Summarizing with data.table

Key Points

  • In data.table we can call functions inside .()and they will be applied to rows.

  • The group_by followed by summarize in dplyr is performed in one line in data.table using the by argument.

Code

# load packages and prepare the data - heights dataset
library(tidyverse)
library(dplyr)
library(dslabs)
data(heights)
heights <- setDT(heights)

# summarizing in dplyr
s <- heights %>% 
  summarize(average = mean(height), standard_deviation = sd(height))
  
# summarizing in data.table
s <- heights[, .(average = mean(height), standard_deviation = sd(height))]

# subsetting and then summarizing in dplyr
s <- heights %>% 
  filter(sex == "Female") %>%
  summarize(average = mean(height), standard_deviation = sd(height))
  
# subsetting and then summarizing in data.table
s <- heights[sex == "Female", .(average = mean(height), standard_deviation = sd(height))]

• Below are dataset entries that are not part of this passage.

//! Inspect command for dumping a decoded record stream.

use std::path::Path;

use anyhow::Result;

use super::convert::decode_text;
use crate::input::read_input;

pub fn run(input: &Path) -> Result<()> {
    let text = read_input(input)?;
    println!("{}", inspect_text(&text)?);
    Ok(())
}

fn inspect_text(text: &str) -> Result<String> {
    let decoded = decode_text(text)?;
    Ok(serde_json::to_string_pretty(&decoded)?)
}
//! CLI command implementations.

pub mod bitmap;
pub mod convert;
pub mod inspect;
pub mod solve;
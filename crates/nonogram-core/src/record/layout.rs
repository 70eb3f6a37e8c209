//! Record layout constants for packed puzzle streams
//!
//! Positions are record indices, not byte offsets. Everything after the
//! palette depends on the decoded palette size and segment counts.

/// Fixed header records
pub mod header {
    /// Record 0 is never interpreted
    pub const PREAMBLE: usize = 0;

    pub const WIDTH: usize = 1;
    pub const HEIGHT: usize = 2;
    pub const PALETTE_SIZE: usize = 3;

    /// Reference record for all palette entries
    pub const PALETTE_REFERENCE: usize = 4;

    /// First palette entry
    pub const PALETTE_START: usize = 5;
}

/// Segment count header of the primary pixel layer
pub const fn primary_layer(palette_size: usize) -> usize {
    header::PALETTE_START + palette_size
}

/// Segment count header of the optional second pixel layer
pub const fn second_layer(palette_size: usize, segment_count: usize) -> usize {
    primary_layer(palette_size) + 2 + segment_count
}
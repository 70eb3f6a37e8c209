//! Convert command for decoding packed record streams.

use std::path::Path;

use anyhow::{Context, Result};
use nonogram_core::{DecodedPuzzle, Layout, Palette, Puzzle, decode, parse_records, render_preview};
use serde::Serialize;
use tracing::info;

use crate::config::Config;
use crate::input::read_input;

/// JSON view of a decoded puzzle
#[derive(Serialize)]
struct PuzzleDocument<'a> {
    #[serde(flatten)]
    puzzle: Puzzle,
    palette: &'a Palette,
}

pub fn run(
    input: &Path,
    layout: Option<Layout>,
    json: bool,
    preview: bool,
    config: &Config,
) -> Result<()> {
    let text = read_input(input)?;
    let decoded = decode_text(&text)?;
    info!(
        "Decoded {}x{} puzzle with {} colors and {} segments",
        decoded.header.width,
        decoded.header.height,
        decoded.palette.len(),
        decoded.layer.segments.len()
    );

    let output = if json {
        render_json(&decoded)?
    } else {
        decoded.puzzle().render(layout.unwrap_or(config.layout))
    };
    print!("{}", output);
    if !output.ends_with('\n') {
        println!();
    }

    if preview {
        print!(
            "{}",
            render_preview(decoded.grid(), &decoded.palette, config.color_preview)
        );
    }

    Ok(())
}

pub(crate) fn decode_text(text: &str) -> Result<DecodedPuzzle> {
    let records = parse_records(text).context("Failed to parse record stream")?;
    decode(&records).context("Failed to decode record stream")
}

fn render_json(decoded: &DecodedPuzzle) -> Result<String> {
    let document = PuzzleDocument {
        puzzle: decoded.puzzle(),
        palette: &decoded.palette,
    };
    Ok(serde_json::to_string_pretty(&document)?)
}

# previously defined function
median_min_max <- function(x){
  qs <- quantile(x, c(0.5, 0, 1))
  data.frame(median = qs[1], minimum = qs[2], maximum = qs[3])
}

# multiple summaries in data.table
heights[, .(median_min_max(height))]

# grouping then summarizing in data.table
heights[, .(average = mean(height), standard_deviation = sd(height)), by = sex]

Sorting data frames

Key Points

  • To order rows in a data frame using data.table, we can use the same approach we used for filtering.

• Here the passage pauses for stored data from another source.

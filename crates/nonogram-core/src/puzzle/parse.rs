use tracing::debug;

use crate::clue::{Clue, ClueLine, min_length};
use crate::error::{Error, Result};
use crate::grid::Axis;

use super::{Layout, Puzzle};

const CLUE_DELIMITER: char = '"';
const COLOR_SEPARATOR: char = '-';

impl Puzzle {
    /// Parse a clue sheet in either [`Layout`].
    ///
    /// Multicolor clues carry a 0-based color after `-`; they are stored
    /// 1-based so that color 0 stays reserved for empty cells.
    pub fn parse(text: &str) -> Result<Self> {
        let fields = split_fields(text);
        let [width, height, flag, columns, rows] = fields.as_slice() else {
            return Err(invalid(format!("expected 5 fields, found {}", fields.len())));
        };

        let width = parse_dimension("width", width)?;
        let height = parse_dimension("height", height)?;
        let multicolor = match flag.trim() {
            "0" => false,
            "1" => true,
            other => return Err(invalid(format!("invalid color flag {:?}", other))),
        };

        let puzzle = Self {
            width,
            height,
            multicolor,
            columns: parse_lines(columns, multicolor)?,
            rows: parse_lines(rows, multicolor)?,
        };
        puzzle.check_lines(Axis::Column)?;
        puzzle.check_lines(Axis::Row)?;

        debug!(
            "Parsed {}x{} {} clue sheet",
            width,
            height,
            if multicolor { "multicolor" } else { "monochrome" }
        );
        Ok(puzzle)
    }

    fn check_lines(&self, axis: Axis) -> Result<()> {
        let lines = self.lines(axis);
        let expected = match axis {
            Axis::Row => self.height,
            Axis::Column => self.width,
        };
        if lines.len() != expected {
            return Err(invalid(format!(
                "expected {} {} clues, found {}",
                expected,
                axis,
                lines.len()
            )));
        }

        let available = self.line_length(axis);
        for (index, line) in lines.iter().enumerate() {
            let required = min_length(line);
            if required > available {
                return Err(Error::IncompatibleClue {
                    axis: axis.name(),
                    index,
                    required,
                    available,
                });
            }
        }
        Ok(())
    }
}

fn invalid(message: String) -> Error {
    Error::InvalidClueText(message)
}

fn split_fields(text: &str) -> Vec<&str> {
    let text = text.trim();
    match text
        .strip_prefix("<p>")
        .and_then(|body| body.strip_suffix("</p>"))
    {
        Some(body) => body.split(Layout::Html.separator()).collect(),
        None => text.lines().collect(),
    }
}

fn parse_dimension(name: &str, field: &str) -> Result<usize> {
    field
        .trim()
        .parse::<usize>()
        .ok()
        .filter(|&value| value >= 1)
        .ok_or_else(|| invalid(format!("invalid {} {:?}", name, field)))
}

/// Parse `"a,b","c"...` into one clue line per quoted field
fn parse_lines(field: &str, multicolor: bool) -> Result<Vec<ClueLine>> {
    let mut lines = Vec::new();
    let mut rest = field.trim();

    while !rest.is_empty() {
        let body = rest
            .strip_prefix(CLUE_DELIMITER)
            .ok_or_else(|| invalid(format!("double quote expected at {:?}", rest)))?;
        let end = body
            .find(CLUE_DELIMITER)
            .ok_or_else(|| invalid("unterminated clue".to_string()))?;
        lines.push(parse_line(&body[..end], multicolor)?);

        rest = &body[end + 1..];
        if let Some(next) = rest.strip_prefix(',') {
            if next.is_empty() {
                return Err(invalid("trailing clue separator".to_string()));
            }
            rest = next;
        } else if !rest.is_empty() {
            return Err(invalid(format!("invalid clue separator at {:?}", rest)));
        }
    }

    Ok(lines)
}

fn parse_line(content: &str, multicolor: bool) -> Result<ClueLine> {
    let mut line = ClueLine::new();
    for token in content.split(',') {
        let token = token.trim();
        let (length, color) = match token.split_once(COLOR_SEPARATOR) {
            Some((length, color)) if multicolor => (length, Some(color)),
            _ => (token, None),
        };

        let length: usize = length
            .parse()
            .map_err(|_| invalid(format!("invalid clue length {:?}", token)))?;
        if length == 0 {
            continue;
        }

        let color = match color {
            Some(color) => color
                .parse::<u32>()
                .ok()
                .and_then(|color| color.checked_add(1))
                .ok_or_else(|| invalid(format!("invalid clue color {:?}", token)))?,
            None if multicolor => {
                return Err(invalid(format!("missing clue color in {:?}", token)));
            }
            None => 1,
        };
        line.push(Clue::new(length, color));
    }
    Ok(line)
}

  • The default sort is an ascending order, but we can also sort tables in descending order.

  • We can also perform nested sorting by including multiple variables in the desired sort order.

Code

# load packages and datasets and prepare the data
library(tidyverse)
library(dplyr)
library(data.table)
library(dslabs)
data(murders)
murders <- setDT(murders)
murders[, rate := total / population * 100000]

# order by population
murders[order(population)] |> head()

# order by population in descending order
murders[order(population, decreasing = TRUE)] 

# order by region and then murder rate
murders[order(region, rate)]

Programming Basics

In this section, I will introduce you to general programming features like ‘if-else’ and ‘for loop’ commands so that you can write your own functions to perform various operations on datasets.

In programming basics, you will: - Understand some of the programming capabilities of R.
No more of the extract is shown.